Les chênes, pour pouvoir en faire du bois bon pour l’usage de la charpenterie, ne doivent point être abattus avant soixante ans, & plus tard que deux cents ans ; parce que passé deux cents ans ce bois dépérit, & qu’avant soixante ans il est trop jeune.

Dans la charpente on employe de deux sortes de bois, le bois de brin & le bois de sciage.

Le bois de brin est celui qui se fait en ôtant les quatre dosses & flache d’un arbre en l’équarrissant.

Le bois de sciage se tire ordinairement des bois courts & trop gros, ou des pieces moins saines. On en parlera plus au long ci-dessous.

Le bois de chêne qu’on nomme bois gras ou doux, est celui qui est moins poreux & sans fil, & a moins de nœuds que le bois ferme ; & il n’est bon pour l’usage des menuisiers, que pour faire des panneaux & des assemblages qui ne fatiguent point ; car il ne vaut rien pour les bâtis de portes, & tout ce qui peut souffrir la moindre fatigue.
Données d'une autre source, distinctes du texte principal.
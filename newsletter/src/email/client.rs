use std::{sync::Arc, time::Duration};

use anyhow::{anyhow, Context};
use chrono::{DateTime, Utc};
use google_gmail1::api::{ListMessagesResponse, Message, Profile};
use leaky_bucket::RateLimiter;
use lib_email_clients::gmail::api_quota::{GMAIL_API_QUOTA, GMAIL_QUOTA_PER_SECOND};
use serde_json::json;

use crate::HttpClient;

pub const GMAIL_ENDPOINT: &str = "https://www.googleapis.com/gmail/v1/users/me";
pub const MAX_MESSAGES_PER_PAGE_DEFAULT: u32 = 500;

macro_rules! gmail_url {
    ($base:expr, $($params:expr),*) => {
        {
            let list_params: Vec<&str> = vec![$($params),*];
            let path = list_params.join("/");
            format!("{}/{}", $base, path)
        }
    };
}

/// Gmail API error response structure
#[derive(Debug, Clone, serde::Deserialize)]
pub struct GmailApiError {
    pub error: GmailApiErrorDetail,
}

#[derive(Debug, Clone, serde::Deserialize)]
pub struct GmailApiErrorDetail {
    pub code: u16,
    pub message: String,
    #[serde(default)]
    pub status: Option<String>,
}

#[derive(Debug, Default, Clone)]
/// Filter and paging options for message list
pub struct MessageListOptions {
    /// Gmail category or label name, e.g. `promotions`
    pub label: Option<String>,
    /// Only messages received in the last N days
    pub newer_than_days: Option<i64>,
    pub page_token: Option<String>,
    pub max_results: Option<u32>,
}

impl MessageListOptions {
    /// Gmail search query, e.g. `after:2025/10/06 label:promotions`.
    pub fn query(&self, now: DateTime<Utc>) -> String {
        let mut filters = vec![];
        if let Some(days) = self.newer_than_days {
            let cutoff = now - chrono::Duration::days(days);
            filters.push(format!("after:{}", cutoff.format("%Y/%m/%d")));
        }
        if let Some(label) = &self.label {
            filters.push(format!("label:{}", label));
        }
        filters.join(" ")
    }
}

#[derive(Debug, Clone)]
pub struct EmailClient {
    http_client: HttpClient,
    access_token: String,
    rate_limiter: Arc<RateLimiter>,
    api_base: String,
}

impl EmailClient {
    pub fn new(http_client: HttpClient, access_token: String) -> EmailClient {
        let rate_limiter = Arc::new(
            RateLimiter::builder()
                .initial(GMAIL_QUOTA_PER_SECOND)
                .interval(Duration::from_secs(1))
                .refill(GMAIL_QUOTA_PER_SECOND)
                .build(),
        );

        EmailClient {
            http_client,
            access_token,
            rate_limiter,
            api_base: GMAIL_ENDPOINT.to_string(),
        }
    }

    pub fn with_api_base(mut self, api_base: impl Into<String>) -> Self {
        self.api_base = api_base.into();
        self
    }

    pub async fn get_message_list(
        &self,
        options: MessageListOptions,
    ) -> anyhow::Result<ListMessagesResponse> {
        self.rate_limiter
            .acquire(GMAIL_API_QUOTA.messages_list)
            .await;

        let max_results = options.max_results.unwrap_or(MAX_MESSAGES_PER_PAGE_DEFAULT);
        let mut query = vec![
            ("q".to_string(), options.query(Utc::now())),
            ("maxResults".to_string(), max_results.to_string()),
        ];
        if let Some(token) = options.page_token {
            query.push(("pageToken".to_string(), token));
        }

        let resp = self
            .http_client
            .get(gmail_url!(self.api_base, "messages"))
            .query(&query)
            .bearer_auth(&self.access_token)
            .send()
            .await?;

        parse_response(resp).await.context("Error listing messages")
    }

    pub async fn get_message_by_id(&self, message_id: &str) -> anyhow::Result<Message> {
        self.rate_limiter
            .acquire(GMAIL_API_QUOTA.messages_get)
            .await;
        let resp = self
            .http_client
            .get(gmail_url!(self.api_base, "messages", message_id))
            .bearer_auth(&self.access_token)
            .query(&[("format", "RAW")])
            .send()
            .await?;

        parse_response(resp)
            .await
            .with_context(|| format!("Error getting message {}", message_id))
    }

    /// Headers only, with `Subject` and `From` in the payload.
    pub async fn get_message_metadata(&self, message_id: &str) -> anyhow::Result<Message> {
        self.rate_limiter
            .acquire(GMAIL_API_QUOTA.messages_get)
            .await;
        let resp = self
            .http_client
            .get(gmail_url!(self.api_base, "messages", message_id))
            .bearer_auth(&self.access_token)
            .query(&[
                ("format", "METADATA"),
                ("metadataHeaders", "Subject"),
                ("metadataHeaders", "From"),
            ])
            .send()
            .await?;

        parse_response(resp)
            .await
            .with_context(|| format!("Error getting metadata for {}", message_id))
    }

    pub async fn get_profile(&self) -> anyhow::Result<Profile> {
        self.rate_limiter.acquire(GMAIL_API_QUOTA.get_profile).await;
        let resp = self
            .http_client
            .get(gmail_url!(self.api_base, "profile"))
            .bearer_auth(&self.access_token)
            .send()
            .await?;

        parse_response(resp).await.context("Error getting profile")
    }

    /// Send an email using the Gmail API
    /// The raw_message should be a base64url-encoded RFC 2822 MIME message
    pub async fn send_message(&self, raw_message: &str) -> anyhow::Result<Message> {
        self.rate_limiter
            .acquire(GMAIL_API_QUOTA.messages_send)
            .await;

        let resp = self
            .http_client
            .post(gmail_url!(self.api_base, "messages", "send"))
            .bearer_auth(&self.access_token)
            .json(&json!({ "raw": raw_message }))
            .send()
            .await?;

        parse_response(resp).await.context("Error sending message")
    }
}

async fn parse_response<T: serde::de::DeserializeOwned>(
    resp: reqwest::Response,
) -> anyhow::Result<T> {
    let status = resp.status();
    let data = resp.json::<serde_json::Value>().await?;

    if !status.is_success() || data.get("error").is_some() {
        return match serde_json::from_value::<GmailApiError>(data.clone()) {
            Ok(GmailApiError { error }) => Err(anyhow!(
                "Gmail API error {} ({}): {}",
                error.code,
                error.status.unwrap_or_default(),
                error.message
            )),
            Err(_) => Err(anyhow!("Gmail API error {}: {:?}", status, data)),
        };
    }

    Ok(serde_json::from_value(data)?)
}

/// `header` value from a METADATA-format message.
pub fn header_value<'a>(message: &'a Message, header: &str) -> Option<&'a str> {
    message
        .payload
        .as_ref()?
        .headers
        .as_ref()?
        .iter()
        .find(|h| h.name.as_deref().is_some_and(|n| n.eq_ignore_ascii_case(header)))
        .and_then(|h| h.value.as_deref())
}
Le bois dur ou rustique, est celui qui a le fil gros. Il vient dans les terres fortes & fonds pierreux & sablonneux, & au bord des forêts.

Les bois légers sont les bois blancs, comme sapins, tilleuls, trembles, &c. Les charpentiers ne s’en servent que dans les cloisons au défaut du chêne.

Bois, un cent de bois ; c’est, en terme de Charpentier, soixante-douze pouces de longueur sur six pouces d’équarrissage. Tout le bois de charpente se réduit à cette mesure, & une seule poutre est comptée pour autant d’autres, qu’elle contient de fois cette mesure, soit pour la vente, soit pour la voiture, soit pour le toisé.

Le bois de charpente prend différentes dénominations selon ses différentes qualités ; il s’appelle :

Bois affoibli, quand on a diminué considérablement la forme d’équarrissage, en le rendant difforme, courbe, ou rampant, pour laisser des bossages aux poinçons, ou des encorbellemens aux poteaux sous les poutres qui portent dans les cloisons. Au reste ce bois se toise dans le plus gros du bossage.

Bois apparent, lorsqu’étant en œuvre, comme dans les ponts de bois, planchers, cloisons, &c. il n’est point recouvert de plâtre ou autre matiere.

Bois blanc, quand il tient de la nature de l’aubier, & se corrompt facilement.

Bois bouge, quand il a du bombement, ou qu’il est courbé en quelque endroit.

Bois cantiban, lorsqu’il n’a du flache que d’un côté.

Bois corroyé, quand il a été dressé à la varlope ou au rabot.

Bois déchiré, celui qui revient de quelque ouvrage mis en pieces, pour raison de vétusté ou autre.

Bois déversé ou gauchi, lorsqu’après avoir été travaillé & équarri, il n’a pas conservé la forme qu’on lui a donnée, mais s’est dejetté, courbé, incliné & déformé de quelque maniere & par quelque cause que ce soit.

Bois d’échantillon, quand les pieces de bois sont d’une grosseur & longueur déterminée.

Bois échauffé ; lorsqu’il commence à se gâter & à pourrir, & qu’on lui remarque de petites taches rouges & noires ; ce sont ces sortes de bois que quelques-uns appellent bois pouilleux.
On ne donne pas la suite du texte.